Schmitt Walter, Auteri Domenica, Bastiansen Finn, Ebeling Markus, Liu Chun, Luttik Robert, Mastitsky Sergey, Nacci Diane, Topping Chris, Wang Magnus
Bayer CropScience AG, Environmental Safety, Monheim, Germany.
European Food and Safety Agency, Pesticides Unit, Parma, Italy.
Integr Environ Assess Manag. 2016 Jan;12(1):46-57. doi: 10.1002/ieam.1640. Epub 2015 Jun 3.

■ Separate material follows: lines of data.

//! Load the task catalog and turn it into a shuffled, de-duplicated task list.
//!
//! The catalog is an already-materialized table with one row per
//! (source file, target tile) pair. GeoJSON feature collections, plain JSON
//! record arrays and (Geo)Parquet are accepted, from local disk or `s3://`.

use crate::config::{CatalogConfig, StoreConfig};
use crate::remote::identity::tile_folder;
use crate::remote::store::{create_s3_store, parse_s3_uri};
use crate::task::{BoundingBox, ResamplingMethod, TaskDescriptor};
use anyhow::{Context, Result};
use arrow::array::{Array, Float64Array, LargeStringArray, StringArray};
use arrow::datatypes::SchemaRef;
use arrow::record_batch::RecordBatch;
use bytes::Bytes;
use object_store::{ObjectStore, ObjectStoreExt};
use parquet::arrow::arrow_reader::ParquetRecordBatchReaderBuilder;
use rand::rngs::StdRng;
use rand::seq::SliceRandom;
use rand::SeedableRng;
use serde_json::{Map, Value};
use std::collections::{BTreeMap, HashSet};
use std::sync::Arc;

const FILE_NAME_COLUMNS: &[&str] = &["file_name", "filename", "name"];
const FILE_PATH_COLUMNS: &[&str] = &["file_path", "path", "url", "source_path"];
const BBOX_COLUMNS: &[&str] = &["bbox", "bounds", "extent"];
const SOURCE_TILE_COLUMNS: &[&str] = &["source_tile_id", "TILE", "tile"];
const TARGET_TILE_COLUMNS: &[&str] = &["target_tile_id", "EQUI7_TILE", "equi7_tile"];

/// A catalog row that could not become a descriptor.
#[derive(Debug, Clone)]
pub struct RejectedRow {
    /// Zero-based row index in the catalog
    pub row: usize,

    /// Why the row was rejected
    pub reason: String,
}

/// Materialized task list.
#[derive(Debug, Default)]
pub struct Catalog {
    tasks: Vec<TaskDescriptor>,
    rejected: Vec<RejectedRow>,
    duplicates_dropped: usize,
}

impl Catalog {
    pub fn new(tasks: Vec<TaskDescriptor>) -> Self {
        Self {
            tasks,
            ..Default::default()
        }
    }

    /// Load the catalog named by the configuration.
    pub async fn load(config: &CatalogConfig, store: &StoreConfig) -> Result<Self> {
        tracing::info!("Loading task catalog from {}", config.path);

        let bytes = if config.path.starts_with("s3://") {
            let (bucket, key) = parse_s3_uri(&config.path)?;
            let s3 = create_s3_store(bucket, store)?;
            read_object(s3, key).await?
        } else {
            let data = tokio::fs::read(&config.path)
                .await
                .with_context(|| format!("Failed to read catalog file: {}", config.path))?;
            Bytes::from(data)
        };

        let catalog = if is_parquet(&config.path) {
            Self::from_parquet_bytes(bytes)?
        } else {
            Self::from_json_bytes(&bytes)?
        };

        tracing::info!(
            "Loaded {} tasks from catalog ({} rejected rows)",
            catalog.tasks.len(),
            catalog.rejected.len()
        );

        Ok(catalog)
    }

    /// Parse a GeoJSON feature collection or a JSON array of records.
    pub fn from_json_bytes(bytes: &[u8]) -> Result<Self> {
        let value: Value = serde_json::from_slice(bytes).context("Catalog is not valid JSON")?;

        let rows: Vec<(Option<&Map<String, Value>>, Option<&Value>)> = match &value {
            Value::Object(obj) if obj.contains_key("features") => obj["features"]
                .as_array()
                .context("'features' must be an array")?
                .iter()
                .map(|feature| {
                    let props = feature.get("properties").and_then(Value::as_object);
                    (props, feature.get("bbox"))
                })
                .collect(),
            Value::Array(records) => records.iter().map(|r| (r.as_object(), None)).collect(),
            _ => anyhow::bail!("Catalog must be a FeatureCollection or an array of records"),
        };

        let mut catalog = Catalog::default();
        for (row, (props, feature_bbox)) in rows.into_iter().enumerate() {
            let Some(props) = props else {
                catalog.reject(row, "row has no properties object".to_string());
                continue;
            };
            match descriptor_from_json(props, feature_bbox) {
                Ok(descriptor) => catalog.tasks.push(descriptor),
                Err(e) => catalog.reject(row, e.to_string()),
            }
        }

        Ok(catalog)
    }

    /// Parse a Parquet or GeoParquet table.
    pub fn from_parquet_bytes(bytes: Bytes) -> Result<Self> {
        let builder = ParquetRecordBatchReaderBuilder::try_new(bytes)?;
        let reader = builder.build()?;

        let mut catalog = Catalog::default();
        for batch_result in reader {
            let batch = batch_result?;
            catalog.extract_tasks_from_batch(&batch)?;
        }

        Ok(catalog)
    }

    /// Extract tasks from a record batch.
    fn extract_tasks_from_batch(&mut self, batch: &RecordBatch) -> Result<()> {
        let schema = batch.schema();
        let row_offset = self.tasks.len() + self.rejected.len();

        let file_names = get_string_values(batch.column(find_column(&schema, FILE_NAME_COLUMNS)?))?;
        let file_paths = get_string_values(batch.column(find_column(&schema, FILE_PATH_COLUMNS)?))?;
        let source_tiles = get_string_values(batch.column(find_column(&schema, SOURCE_TILE_COLUMNS)?))?;
        let target_tiles = get_string_values(batch.column(find_column(&schema, TARGET_TILE_COLUMNS)?))?;

        // Either a textual bbox column or four numeric bound columns
        let bboxes: Vec<Result<BoundingBox, String>> = match find_column(&schema, BBOX_COLUMNS) {
            Ok(col) => get_string_values(batch.column(col))?
                .iter()
                .map(|s| s.parse::<BoundingBox>().map_err(|e| e.to_string()))
                .collect(),
            Err(_) => {
                let min_x = get_f64_values(batch.column(find_column(&schema, &["min_x", "minx", "xmin"])?))?;
                let min_y = get_f64_values(batch.column(find_column(&schema, &["min_y", "miny", "ymin"])?))?;
                let max_x = get_f64_values(batch.column(find_column(&schema, &["max_x", "maxx", "xmax"])?))?;
                let max_y = get_f64_values(batch.column(find_column(&schema, &["max_y", "maxy", "ymax"])?))?;
                (0..batch.num_rows())
                    .map(|i| Ok(BoundingBox::new(min_x[i], min_y[i], max_x[i], max_y[i])))
                    .collect()
            }
        };

        for (i, bbox) in bboxes.into_iter().enumerate() {
            match bbox {
                Ok(bbox) => self.tasks.push(TaskDescriptor::new(
                    file_names[i].clone(),
                    file_paths[i].clone(),
                    bbox,
                    source_tiles[i].clone(),
                    target_tiles[i].clone(),
                )),
                Err(reason) => self.reject(row_offset + i, reason),
            }
        }

        Ok(())
    }

    fn reject(&mut self, row: usize, reason: String) {
        tracing::warn!(row, %reason, "Rejected catalog row");
        self.rejected.push(RejectedRow { row, reason });
    }

    /// Shuffle the task order.
    ///
    /// Independently started runs pick different orders so they do not all
    /// start on the same tasks. A fixed seed gives a reproducible order.
    pub fn shuffle(&mut self, seed: Option<u64>) {
        let mut rng = match seed {
            Some(seed) => StdRng::seed_from_u64(seed),
            None => StdRng::from_os_rng(),
        };
        self.tasks.shuffle(&mut rng);
    }

    /// Drop descriptors that would produce the same artifact as an earlier one.
    ///
    /// Returns the number dropped.
    pub fn deduplicate(&mut self) -> usize {
        let mut seen = HashSet::with_capacity(self.tasks.len());
        let before = self.tasks.len();
        self.tasks
            .retain(|d| seen.insert((tile_folder(d), d.file_name.clone())));
        let dropped = before - self.tasks.len();
        self.duplicates_dropped += dropped;

        if dropped > 0 {
            tracing::info!("Dropped {} duplicate tasks", dropped);
        }
        dropped
    }

    /// Shuffle then de-duplicate according to the configuration.
    pub fn prepare(&mut self, config: &CatalogConfig) {
        self.shuffle(config.seed);
        if config.deduplicate {
            self.deduplicate();
        }
    }

    pub fn tasks(&self) -> &[TaskDescriptor] {
        &self.tasks
    }

    pub fn into_tasks(self) -> Vec<TaskDescriptor> {
        self.tasks
    }

    pub fn rejected(&self) -> &[RejectedRow] {
        &self.rejected
    }

    pub fn duplicates_dropped(&self) -> usize {
        self.duplicates_dropped
    }

    pub fn len(&self) -> usize {
        self.tasks.len()
    }

    pub fn is_empty(&self) -> bool {
        self.tasks.is_empty()
    }

    /// Counts describing the work in the catalog.
    pub fn summary(&self) -> CatalogSummary {
        let mut categories = BTreeMap::new();
        let mut folders = HashSet::new();
        let mut categorical = 0;
        for task in &self.tasks {
            *categories.entry(task.variable_category().to_string()).or_insert(0) += 1;
            folders.insert(tile_folder(task));
            if task.resampling_method() == ResamplingMethod::Mode {
                categorical += 1;
            }
        }

        CatalogSummary {
            tasks: self.tasks.len(),
            rejected: self.rejected.len(),
            duplicates_dropped: self.duplicates_dropped,
            tile_folders: folders.len(),
            categorical,
            categories,
        }
    }
}

/// Counts describing a catalog.
#[derive(Debug, Default)]
pub struct CatalogSummary {
    pub tasks: usize,
    pub rejected: usize,
    pub duplicates_dropped: usize,

    /// Distinct output folders
    pub tile_folders: usize,

    /// Tasks resampled with the categorical method
    pub categorical: usize,

    /// Tasks per variable category
    pub categories: BTreeMap<String, usize>,
}

impl std::fmt::Display for CatalogSummary {
    fn fmt(&self, f: &mut std::fmt::Formatter<'_>) -> std::fmt::Result {
        writeln!(f, "Tasks: {}", self.tasks)?;
        writeln!(f, "Rejected rows: {}", self.rejected)?;
        writeln!(f, "Duplicates dropped: {}", self.duplicates_dropped)?;
        writeln!(f, "Output tile folders: {}", self.tile_folders)?;
        writeln!(
            f,
            "Resampling: {} mode, {} cubicspline",
            self.categorical,
            self.tasks - self.categorical
        )?;
        write!(f, "Categories:")?;
        for (category, count) in &self.categories {
            write!(f, "\n  {:<24} {}", category, count)?;
        }
        Ok(())
    }
}

fn is_parquet(path: &str) -> bool {
    let lower = path.to_ascii_lowercase();
    lower.ends_with(".parquet") || lower.ends_with(".geoparquet")
}

async fn read_object(store: Arc<dyn ObjectStore>, key: &str) -> Result<Bytes> {
    let path = object_store::path::Path::from(key);
    let bytes = store
        .get(&path)
        .await
        .with_context(|| format!("Failed to fetch catalog object {}", key))?
        .bytes()
        .await?;
    Ok(bytes)
}

fn json_field<'a>(props: &'a Map<String, Value>, names: &[&str]) -> Option<&'a Value> {
    names.iter().find_map(|name| props.get(*name))
}

fn json_string(props: &Map<String, Value>, names: &[&str]) -> String {
    match json_field(props, names) {
        Some(Value::String(s)) => s.clone(),
        Some(Value::Null) | None => String::new(),
        Some(other) => other.to_string(),
    }
}

fn bbox_from_json(value: &Value) -> Result<BoundingBox> {
    match value {
        Value::String(s) => Ok(s.parse::<BoundingBox>()?),
        Value::Array(items) => {
            let coords: Vec<f64> = items.iter().filter_map(Value::as_f64).collect();
            match coords.as_slice() {
                [min_x, min_y, max_x, max_y] if items.len() == 4 => {
                    Ok(BoundingBox::new(*min_x, *min_y, *max_x, *max_y))
                }
                _ => anyhow::bail!("bbox array must hold four numbers, got {}", value),
            }
        }
        other => anyhow::bail!("unsupported bbox value: {}", other),
    }
}

fn descriptor_from_json(
    props: &Map<String, Value>,
    feature_bbox: Option<&Value>,
) -> Result<TaskDescriptor> {
    let bbox_value = json_field(props, BBOX_COLUMNS)
        .filter(|v| !v.is_null())
        .or(feature_bbox)
        .context("row has no bbox")?;

    Ok(TaskDescriptor::new(
        json_string(props, FILE_NAME_COLUMNS),
        json_string(props, FILE_PATH_COLUMNS),
        bbox_from_json(bbox_value)?,
        json_string(props, SOURCE_TILE_COLUMNS),
        json_string(props, TARGET_TILE_COLUMNS),
    ))
}

/// Find a column by checking multiple possible names.
fn find_column(schema: &SchemaRef, names: &[&str]) -> Result<usize> {
    for name in names {
        if let Some((idx, _)) = schema.column_with_name(name) {
            return Ok(idx);
        }
    }
    anyhow::bail!("Could not find column with any of these names: {:?}", names)
}

/// Get string values from an array. Nulls become empty strings so the
/// descriptor fails validation for that task only.
fn get_string_values(array: &Arc<dyn Array>) -> Result<Vec<String>> {
    let value_or_empty = |is_null: bool, value: String| if is_null { String::new() } else { value };

    if let Some(arr) = array.as_any().downcast_ref::<StringArray>() {
        Ok((0..arr.len()).map(|i| value_or_empty(arr.is_null(i), arr.value(i).to_string())).collect())
    } else if let Some(arr) = array.as_any().downcast_ref::<LargeStringArray>() {
        Ok((0..arr.len()).map(|i| value_or_empty(arr.is_null(i), arr.value(i).to_string())).collect())
    } else if let Some(arr) = array.as_any().downcast_ref::<arrow::array::Int64Array>() {
        Ok((0..arr.len()).map(|i| value_or_empty(arr.is_null(i), arr.value(i).to_string())).collect())
    } else if let Some(arr) = array.as_any().downcast_ref::<arrow::array::Int32Array>() {
        Ok((0..arr.len()).map(|i| value_or_empty(arr.is_null(i), arr.value(i).to_string())).collect())
    } else {
        anyhow::bail!("Expected string or integer column, got {}", array.data_type())
    }
}

/// Get f64 values from an array (handles f32 and f64).
fn get_f64_values(array: &Arc<dyn Array>) -> Result<Vec<f64>> {
    if let Some(arr) = array.as_any().downcast_ref::<Float64Array>() {
        Ok((0..arr.len()).map(|i| if arr.is_null(i) { f64::NAN } else { arr.value(i) }).collect())
    } else if let Some(arr) = array.as_any().downcast_ref::<arrow::array::Float32Array>() {
        Ok((0..arr.len()).map(|i| if arr.is_null(i) { f64::NAN } else { arr.value(i) as f64 }).collect())
    } else {
        anyhow::bail!("Expected float array")
    }
}
//! Task descriptors and the catalog that produces them.

mod catalog;
mod descriptor;

pub use catalog::{Catalog, CatalogSummary, RejectedRow};
pub use descriptor::{BoundingBox, DescriptorError, ResamplingMethod, TaskDescriptor};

This article presents a case study demonstrating the application of 3 individual-based, spatially explicit population models (IBMs, also known as agent-based models) in ecological risk assessments to predict long-term effects of a pesticide to populations of small mammals. The 3 IBMs each used a hypothetical fungicide (FungicideX) in different scenarios: spraying in cereals (common vole, Microtus arvalis), spraying in orchards (field vole, Microtus agrestis), and cereal seed treatment (wood mouse, Apodemus sylvaticus). Each scenario used existing model landscapes, which differed greatly in size and structural complexity. The toxicological profile of FungicideX was defined so that the deterministic long-term first tier risk assessment would result in high risk to small mammals, thus providing the opportunity to use the IBMs for risk assessment refinement (i.e., higher tier risk assessment). Despite differing internal model design and scenarios, results indicated in all 3 cases low population sensitivity unless FungicideX was applied at very high (×10) rates. Recovery from local population impacts was generally fast. Only when patch extinctions occured in simulations of intentionally high acute toxic effects, recovery periods, then determined by recolonization, were of any concern. Conclusions include recommendations for the most important input considerations, including the selection of exposure levels, duration of simulations, statistically robust number of replicates, and endpoints to report. However, further investigation and agreement are needed to develop recommendations for landscape attributes such as size, structure, and crop rotation to define appropriate regulatory risk assessment scenarios. Overall, the application of IBMs provides multiple advantages to higher tier ecological risk assessments for small mammals, including consistent and transparent direct links to specific protection goals, and the consideration of more realistic scenarios.
本文介绍了一个案例研究,展示了3个基于个体、空间明确的种群模型(IBM,也称为基于主体的模型)在生态风险评估中的应用,以预测农药对小型哺乳动物种群的长期影响。这3个IBM在不同场景中分别使用了一种假设的杀菌剂(杀菌剂X):在谷物中喷洒(普通田鼠,草原田鼠)、在果园中喷洒(田鼠,东方田鼠)以及谷物种子处理(林姬鼠,小林姬鼠)。每个场景都使用了现有的模型景观,其大小和结构复杂性差异很大。定义了杀菌剂X的毒理学特征,以便确定性的长期一级风险评估会得出对小型哺乳动物的高风险,从而提供了使用IBM进行风险评估细化(即更高层级风险评估)的机会。尽管内部模型设计和场景不同,但结果表明,在所有3种情况下,除非以非常高(×10)的剂量施用杀菌剂X,否则种群敏感性较低。局部种群影响后的恢复通常很快。只有在故意高急性毒性效应的模拟中发生斑块灭绝时,由重新定殖决定的恢复期才值得关注。结论包括对最重要的输入考虑因素的建议,包括暴露水平的选择、模拟持续时间、具有统计稳健性的重复次数以及要报告的终点。然而,需要进一步研究并达成一致,以制定关于景观属性(如大小、结构和作物轮作)的建议,以定义适当的监管风险评估场景。总体而言,IBM的应用为小型哺乳动物的更高层级生态风险评估提供了多个优势,包括与特定保护目标的一致且透明的直接联系,以及对更现实场景的考虑。